An important aspect of my research is the distinction between scribing in hospital vs free clinics. Although at first, it may seem like an insignificant difference, in reality the settings play a major role in the demands placed on scribes.

Free clinics, for better or worse,  place their survival in the hands of their volunteers- especially in terms of providers. There is typically a small core of paid employees in order to ensure that there is regularly scheduled staff on hand, but a large bulk of the work is foisted onto the shoulders of dedicated volunteers. However, the volunteers themselves suffer from a particular selection bias not suffered by hospitals. What is the provider demographic that can devote the most time and energy to such time-consuming work? -Retired providers. Men and women who have stopped working full-time long ago, whose children are grown and no longer need tending. As a result, this population of older providers have grown up in the age of pen and paper as opposed to our generation’s comfortable use of technology. Scribes are naturally preferentially assigned to these volunteer providers in order to allow the clinics to gain a larger provider staff while simultaneously maintaining accurate electronic medical records.

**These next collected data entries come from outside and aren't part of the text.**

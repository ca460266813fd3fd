use crate::core::descriptors::md3d::{Descriptor3D, DescriptorError, compute_3d_descriptors};
use crate::engine::progress::{Progress, ProgressReporter};
use tracing::{info, instrument, warn};

#[cfg(feature = "parallel")]
use rayon::prelude::*;

/// One structure to featurize, identified by a caller-chosen id.
#[derive(Debug, Clone, PartialEq, Eq)]
pub struct StructureInput {
    pub id: String,
    pub text: String,
}

impl StructureInput {
    pub fn new(id: impl Into<String>, text: impl Into<String>) -> Self {
        Self {
            id: id.into(),
            text: text.into(),
        }
    }
}

/// Outcome of a batch: successes and failures, each in input order.
#[derive(Debug, Default)]
pub struct DescriptorBatch {
    pub descriptors: Vec<(String, Descriptor3D)>,
    pub failures: Vec<(String, DescriptorError)>,
}

impl DescriptorBatch {
    pub fn n_computed(&self) -> usize {
        self.descriptors.len()
    }

    pub fn n_failed(&self) -> usize {
        self.failures.len()
    }
}

type WorkResult = Result<Descriptor3D, DescriptorError>;

/// Computes 3D descriptors for every input.
///
/// Structures are independent, so with the `parallel` feature they are processed
/// on the rayon pool. A structure that fails is recorded and skipped; the rest of
/// the batch still runs.
#[instrument(skip_all, name = "descriptor_batch", fields(n = inputs.len()))]
pub fn run(inputs: &[StructureInput], reporter: &ProgressReporter) -> DescriptorBatch {
    reporter.report(Progress::BatchStart {
        total: inputs.len() as u64,
    });

    #[cfg(not(feature = "parallel"))]
    let iterator = inputs.iter();

    #[cfg(feature = "parallel")]
    let iterator = inputs.par_iter();

    let results: Vec<WorkResult> = iterator
        .map(|input| {
            let result = compute_3d_descriptors(&input.text);
            reporter.report(Progress::BatchIncrement);
            result
        })
        .collect();

    let mut batch = DescriptorBatch::default();
    for (input, result) in inputs.iter().zip(results) {
        match result {
            Ok(descriptor) => batch.descriptors.push((input.id.clone(), descriptor)),
            Err(e) => {
                warn!(id = %input.id, "Skipping structure: {}", e);
                batch.failures.push((input.id.clone(), e));
            }
        }
    }

    if batch.n_failed() > 0 {
        let summary = format!("{} structures have no 3D descriptors", batch.n_failed());
        warn!("{}", summary);
        reporter.report(Progress::Message(summary));
    }
    reporter.report(Progress::BatchFinish {
        failed: batch.n_failed(),
    });
    info!(
        computed = batch.n_computed(),
        failed = batch.n_failed(),
        "3D descriptor batch finished."
    );
    batch
}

However, this creates many unexpected problems for the scribes themselves. A major issue that occurs is the provider’s lack of understanding of the electronic medical record system. Although they do not have to physically operate the system themselves, the providers are still responsible for giving scribes the information they need in order to ensure an accurate record- information that the scribes cannot ascertain themselves. Even though these are very experienced providers, their unfamiliarity with the demands of the electronic system can result in communication difficulties with the scribes, confusion and ultimately a poor record of the patient’s visit.

A potential solution may be to provide mandatory orientation to new volunteer providers about the electronic medical record. This seminar would solely focus on the medical and administrative aspects of the clinical visit that must be accounted for so that providers serve patients with a better understanding of the necessary documentation.


  1. I’ve never really been to any doctor’s or clinic other than the health center at the College. So I only have a really vague idea about how the healthcare system works in United States. Not to mention what scribes do. But after reading your blog and thanks to my one-time oppotunity of shadowing, at least I know something about documentation behind the reception desk.
    I understand how awkward it could be when a patient sees the third person while trying hard to describe his/her condition. But I can’t agree more with documenting in details is vital – especially when it comes to some symptoms tricky.
    I also noticed that there maybe a software could be helpful when I did the shadowing. Doctors can record their voices and the software would auto-translate the voices to words for documentation. (It could even send out emails automatically.) I figure that anything that’s user-friendly (or elder-generation-friendly) might be a great help in the field of healthcare.